L’affaire terminée, l’acte de vente signé, ma mère fut comme écrasée de sa hardiesse. Non, cela n’était pas possible ! Cette résolution irréparable, qui coupait court aux réflexions, aux objections, aux hésitations, aux mais, aux si, aux car, lui parut une surprise violente, une criminelle effraction de sa volonté, quelque chose comme une catastrophe soudaine, terrible, à laquelle il était impossible de s’attendre. Et sans cesse, elle gémissait :

– Une si grande maison !… Et peut-être de l’humidité !… Et tant de terrain !… Ah ! mon Dieu ! qu’allait-on devenir, là-dedans ?

La pensée d’une installation nouvelle, discutée pourtant, prévue dans ses plus méticuleux détails, l’accabla comme une tâche trop lourde pour elle, lui cassa les bras, lui aplatit le cerveau. Elle chercha des moyens bizarres, de rompre le marché.

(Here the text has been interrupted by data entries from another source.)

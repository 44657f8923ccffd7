use serde::{Deserialize, Serialize};
use sqlx::types::Json;
use sqlx::FromRow;
use time::PrimitiveDateTime;

use crate::db::types::{CourseStatus, TaskKind, TaskStatus};

#[derive(Debug, Clone, Serialize, Deserialize, FromRow)]
pub(crate) struct Course {
    pub(crate) id: String,
    pub(crate) name: String,
    pub(crate) description: String,
    pub(crate) max_students: i32,
    pub(crate) course_start_date: PrimitiveDateTime,
    pub(crate) course_end_date: PrimitiveDateTime,
    pub(crate) enroll_date_start: Option<PrimitiveDateTime>,
    pub(crate) enroll_date_end: Option<PrimitiveDateTime>,
    pub(crate) creator_id: String,
    pub(crate) creator_name: String,
    pub(crate) background: Option<String>,
    pub(crate) status: CourseStatus,
    pub(crate) created_at: PrimitiveDateTime,
    pub(crate) updated_at: PrimitiveDateTime,
}

#[derive(Debug, Clone, Serialize, Deserialize, FromRow)]
pub(crate) struct Module {
    pub(crate) id: String,
    pub(crate) course_id: String,
    pub(crate) title: String,
    pub(crate) description: String,
    pub(crate) position: i32,
    pub(crate) created_at: PrimitiveDateTime,
    pub(crate) updated_at: PrimitiveDateTime,
}

#[derive(Debug, Clone, Serialize, Deserialize, FromRow)]
pub(crate) struct Resource {
    pub(crate) id: String,
    pub(crate) module_id: String,
    pub(crate) title: String,
    pub(crate) description: String,
    pub(crate) mimetype: String,
    pub(crate) source: String,
    pub(crate) position: i32,
    pub(crate) created_at: PrimitiveDateTime,
    pub(crate) updated_at: PrimitiveDateTime,
}

#[derive(Debug, Clone, Serialize, Deserialize, FromRow)]
pub(crate) struct Task {
    pub(crate) id: String,
    pub(crate) course_id: String,
    pub(crate) module_id: Option<String>,
    pub(crate) title: String,
    pub(crate) description: String,
    pub(crate) instructions: String,
    pub(crate) kind: TaskKind,
    pub(crate) status: TaskStatus,
    pub(crate) due_date_ms: i64,
    pub(crate) attachments: Json<Vec<serde_json::Value>>,
    pub(crate) created_at_ms: i64,
    pub(crate) updated_at_ms: i64,
}

#[derive(Debug, Clone, Serialize, Deserialize, FromRow)]
pub(crate) struct TaskSubmission {
    pub(crate) task_id: String,
    pub(crate) student_id: String,
    pub(crate) attachments: Json<Vec<serde_json::Value>>,
    pub(crate) on_time: bool,
    pub(crate) corrector_id: Option<String>,
    pub(crate) submitted_at_ms: i64,
}

#[derive(Debug, Clone, Serialize, Deserialize, FromRow)]
pub(crate) struct SubmissionFeedback {
    pub(crate) task_id: String,
    pub(crate) student_id: String,
    pub(crate) corrector_id: String,
    pub(crate) grade: Option<f64>,
    pub(crate) comment: String,
    pub(crate) created_at_ms: i64,
}

#[derive(Debug, Clone, Serialize, Deserialize, FromRow)]
pub(crate) struct CourseAssistant {
    pub(crate) course_id: String,
    pub(crate) assistant_id: String,
    pub(crate) can_modules_and_resources: bool,
    pub(crate) can_exams: bool,
    pub(crate) can_tasks: bool,
    pub(crate) can_feedbacks: bool,
    pub(crate) added_at: PrimitiveDateTime,
}

#[derive(Debug, Clone, Serialize, Deserialize, FromRow)]
pub(crate) struct CourseFeedback {
    pub(crate) id: String,
    pub(crate) course_id: String,
    pub(crate) feedback: String,
    pub(crate) rating: Option<i32>,
    pub(crate) created_at: PrimitiveDateTime,
}

#[derive(Debug, Clone, Serialize, Deserialize, FromRow)]
pub(crate) struct StudentFeedback {
    pub(crate) id: String,
    pub(crate) student_id: String,
    pub(crate) course_id: String,
    pub(crate) teacher_id: String,
    pub(crate) feedback: String,
    pub(crate) created_at: PrimitiveDateTime,
}

#[derive(Debug, Clone, Serialize, Deserialize, FromRow)]
pub(crate) struct ApprovedCourse {
    pub(crate) student_id: String,
    pub(crate) course_id: String,
    pub(crate) final_grade: Option<f64>,
    pub(crate) approved_at: PrimitiveDateTime,
}
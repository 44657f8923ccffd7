use std::sync::{Mutex, MutexGuard, OnceLock};

/// Serializes tests that mutate process environment variables.
pub(crate) fn env_lock() -> MutexGuard<'static, ()> {
    static LOCK: OnceLock<Mutex<()>> = OnceLock::new();
    let lock = LOCK.get_or_init(|| Mutex::new(()));
    lock.lock().unwrap_or_else(|poisoned| poisoned.into_inner())
}

/// Database coordinates as the outside environment provided them,
/// snapshotted before any test rewrites the variables. None when
/// neither DATABASE_URL nor POSTGRES_PASSWORD is set.
pub(crate) fn live_database_url() -> Option<String> {
    static SNAPSHOT: OnceLock<Option<String>> = OnceLock::new();
    SNAPSHOT
        .get_or_init(|| {
            dotenvy::dotenv().ok();

            if let Ok(url) = std::env::var("DATABASE_URL") {
                if !url.trim().is_empty() {
                    return Some(url);
                }
            }

            let password =
                std::env::var("POSTGRES_PASSWORD").ok().filter(|value| !value.is_empty())?;
            let server = std::env::var("POSTGRES_SERVER").unwrap_or_else(|_| "localhost".into());
            let port = std::env::var("POSTGRES_PORT").unwrap_or_else(|_| "5432".into());
            let user = std::env::var("POSTGRES_USER").unwrap_or_else(|_| "aula".into());
            let db = std::env::var("POSTGRES_DB").unwrap_or_else(|_| "aula_db".into());

            Some(format!("postgresql://{user}:{password}@{server}:{port}/{db}"))
        })
        .clone()
}

pub(crate) fn set_test_env() {
    // Take the snapshot before the variables below are rewritten.
    let _ = live_database_url();

    std::env::set_var("AULA_ENV", "test");
    std::env::set_var("AULA_STRICT_CONFIG", "0");
    std::env::remove_var("PROJECT_NAME");
    std::env::remove_var("DATABASE_URL");
    std::env::set_var("POSTGRES_SERVER", "localhost");
    std::env::set_var("POSTGRES_PORT", "5432");
    std::env::set_var("POSTGRES_USER", "aula_test");
    std::env::set_var("POSTGRES_PASSWORD", "aula_test");
    std::env::set_var("POSTGRES_DB", "aula_test");
    std::env::remove_var("S3_ACCESS_KEY");
    std::env::remove_var("S3_SECRET_KEY");
    std::env::remove_var("MAX_UPLOAD_SIZE_MB");
    std::env::remove_var("ALLOWED_ATTACHMENT_EXTENSIONS");
    std::env::set_var("AWS_EC2_METADATA_DISABLED", "true");
}
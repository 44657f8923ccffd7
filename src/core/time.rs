use time::{format_description::well_known::Rfc3339, OffsetDateTime, PrimitiveDateTime};

pub(crate) fn primitive_now_utc() -> PrimitiveDateTime {
    let now = OffsetDateTime::now_utc();
    PrimitiveDateTime::new(now.date(), now.time())
}

/// Milliseconds since the Unix epoch. Task timestamps live in this unit.
pub(crate) fn now_ms() -> i64 {
    let now = OffsetDateTime::now_utc();
    now.unix_timestamp() * 1_000 + i64::from(now.millisecond())
}

pub(crate) fn format_primitive(value: PrimitiveDateTime) -> String {
    value.assume_utc().format(&Rfc3339).unwrap_or_else(|_| value.assume_utc().to_string())
}

pub(crate) fn parse_rfc3339(value: &str) -> Option<PrimitiveDateTime> {
    let parsed = OffsetDateTime::parse(value, &Rfc3339).ok()?;
    let utc = parsed.to_offset(time::UtcOffset::UTC);
    Some(PrimitiveDateTime::new(utc.date(), utc.time()))
}

#[cfg(test)]
mod tests {
    use super::*;
    use time::{Date, Time};

    #[test]
    fn format_primitive_outputs_utc_z() {
        let date = Date::from_calendar_date(2025, time::Month::January, 2).unwrap();
        let time = Time::from_hms(10, 20, 30).unwrap();
        let value = PrimitiveDateTime::new(date, time);
        assert_eq!(format_primitive(value), "2025-01-02T10:20:30Z");
    }

    #[test]
    fn parse_rfc3339_normalizes_offset_to_utc() {
        let parsed = parse_rfc3339("2025-01-02T13:20:30+03:00").unwrap();
        assert_eq!(format_primitive(parsed), "2025-01-02T10:20:30Z");
    }

    #[test]
    fn parse_rfc3339_rejects_garbage() {
        assert!(parse_rfc3339("yesterday").is_none());
    }

    #[test]
    fn now_ms_is_millisecond_scale() {
        let ms = now_ms();
        assert!(ms > 1_600_000_000_000);
    }
}
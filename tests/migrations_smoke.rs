use sqlx::Row;

fn database_url() -> Option<String> {
    // Load .env so POSTGRES_* from .env are available (integration tests don't use app config)
    dotenvy::dotenv().ok();

    if let Ok(url) = std::env::var("DATABASE_URL") {
        if !url.trim().is_empty() {
            return Some(url);
        }
    }

    let password = std::env::var("POSTGRES_PASSWORD").ok()?;
    let server = std::env::var("POSTGRES_SERVER").unwrap_or_else(|_| "localhost".into());
    let port = std::env::var("POSTGRES_PORT").unwrap_or_else(|_| "5432".into());
    let user = std::env::var("POSTGRES_USER").unwrap_or_else(|_| "aula".into());
    let db = std::env::var("POSTGRES_DB").unwrap_or_else(|_| "aula_db".into());

    Some(format!("postgresql://{user}:{password}@{server}:{port}/{db}"))
}

#[tokio::test]
async fn migrations_apply_and_tables_exist() -> anyhow::Result<()> {
    let Some(database_url) = database_url() else {
        eprintln!("skipping: DATABASE_URL and POSTGRES_PASSWORD are not set");
        return Ok(());
    };

    let pool =
        sqlx::postgres::PgPoolOptions::new().max_connections(1).connect(&database_url).await?;

    let migrations_dir =
        std::env::var("AULA_MIGRATIONS_DIR").unwrap_or_else(|_| "migrations".to_string());
    let migrator = sqlx::migrate::Migrator::new(std::path::Path::new(&migrations_dir)).await?;
    migrator.run(&pool).await?;

    let tables = [
        "courses",
        "course_students",
        "course_correlatives",
        "course_assistants",
        "modules",
        "resources",
        "tasks",
        "task_submissions",
        "submission_feedbacks",
        "favourite_courses",
        "approved_courses",
        "course_feedbacks",
        "student_feedbacks",
    ];

    for table in tables {
        let row = sqlx::query("SELECT to_regclass($1)::text").bind(table).fetch_one(&pool).await?;
        let regclass: Option<String> = row.try_get(0)?;
        assert!(regclass.is_some(), "expected table {table} to exist after migrations");
    }

    Ok(())
}
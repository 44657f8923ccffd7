use serde::{Deserialize, Serialize};

use crate::core::time::format_primitive;
use crate::db::models::{Module, Resource};

#[derive(Debug, Deserialize)]
pub(crate) struct ModuleCreate {
    pub(crate) title: Option<String>,
    pub(crate) description: Option<String>,
    pub(crate) owner_id: Option<String>,
}

#[derive(Debug, Deserialize)]
pub(crate) struct ModuleUpdate {
    pub(crate) modifier_id: Option<String>,
    #[serde(default)]
    pub(crate) title: Option<String>,
    #[serde(default)]
    pub(crate) description: Option<String>,
    #[serde(default)]
    pub(crate) position: Option<i32>,
}

#[derive(Debug, Serialize)]
pub(crate) struct ModuleResponse {
    pub(crate) id: String,
    pub(crate) course_id: String,
    pub(crate) title: String,
    pub(crate) description: String,
    pub(crate) position: i32,
    pub(crate) created_at: String,
    pub(crate) updated_at: String,
}

impl ModuleResponse {
    pub(crate) fn from_db(module: Module) -> Self {
        Self {
            id: module.id,
            course_id: module.course_id,
            title: module.title,
            description: module.description,
            position: module.position,
            created_at: format_primitive(module.created_at),
            updated_at: format_primitive(module.updated_at),
        }
    }
}

#[derive(Debug, Deserialize)]
pub(crate) struct ResourceCreate {
    pub(crate) title: Option<String>,
    pub(crate) description: Option<String>,
    pub(crate) mimetype: Option<String>,
    pub(crate) source: Option<String>,
    pub(crate) id_creator: Option<String>,
}

#[derive(Debug, Deserialize)]
pub(crate) struct ResourceUpdate {
    pub(crate) modifier_id: Option<String>,
    #[serde(default)]
    pub(crate) title: Option<String>,
    #[serde(default)]
    pub(crate) description: Option<String>,
    #[serde(default)]
    pub(crate) mimetype: Option<String>,
    #[serde(default)]
    pub(crate) source: Option<String>,
    #[serde(default)]
    pub(crate) position: Option<i32>,
}

#[derive(Debug, Serialize)]
pub(crate) struct ResourceResponse {
    pub(crate) id: String,
    pub(crate) module_id: String,
    pub(crate) title: String,
    pub(crate) description: String,
    pub(crate) mimetype: String,
    pub(crate) source: String,
    pub(crate) position: i32,
    pub(crate) created_at: String,
    pub(crate) updated_at: String,
}

impl ResourceResponse {
    pub(crate) fn from_db(resource: Resource) -> Self {
        Self {
            id: resource.id,
            module_id: resource.module_id,
            title: resource.title,
            description: resource.description,
            mimetype: resource.mimetype,
            source: resource.source,
            position: resource.position,
            created_at: format_primitive(resource.created_at),
            updated_at: format_primitive(resource.updated_at),
        }
    }
}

– Mais, puisque c’est signé ! disait mon père… puisque tu as signé, voyons !

– J’ai signé, j’ai signé… reprenait ma mère… Eh bien, ce n’est pas une raison… Je puis m’être trompée… Il doit y avoir des motifs d’annulation… D’abord, je n’ai pas signé de bon cœur… Et puis admets que la toiture s’effondre demain…

– Eh bien ?

– Eh bien, je dis que cela n’est pas juste… qu’on aurait pu attendre… et que si tu voulais bien…

Et comme mon père, impatienté, haussait les épaules :

– Oh ! toi ! je sais ! reprochait ma mère… Toi, d’abord, tu n’as jamais su ce que c’est que l’argent…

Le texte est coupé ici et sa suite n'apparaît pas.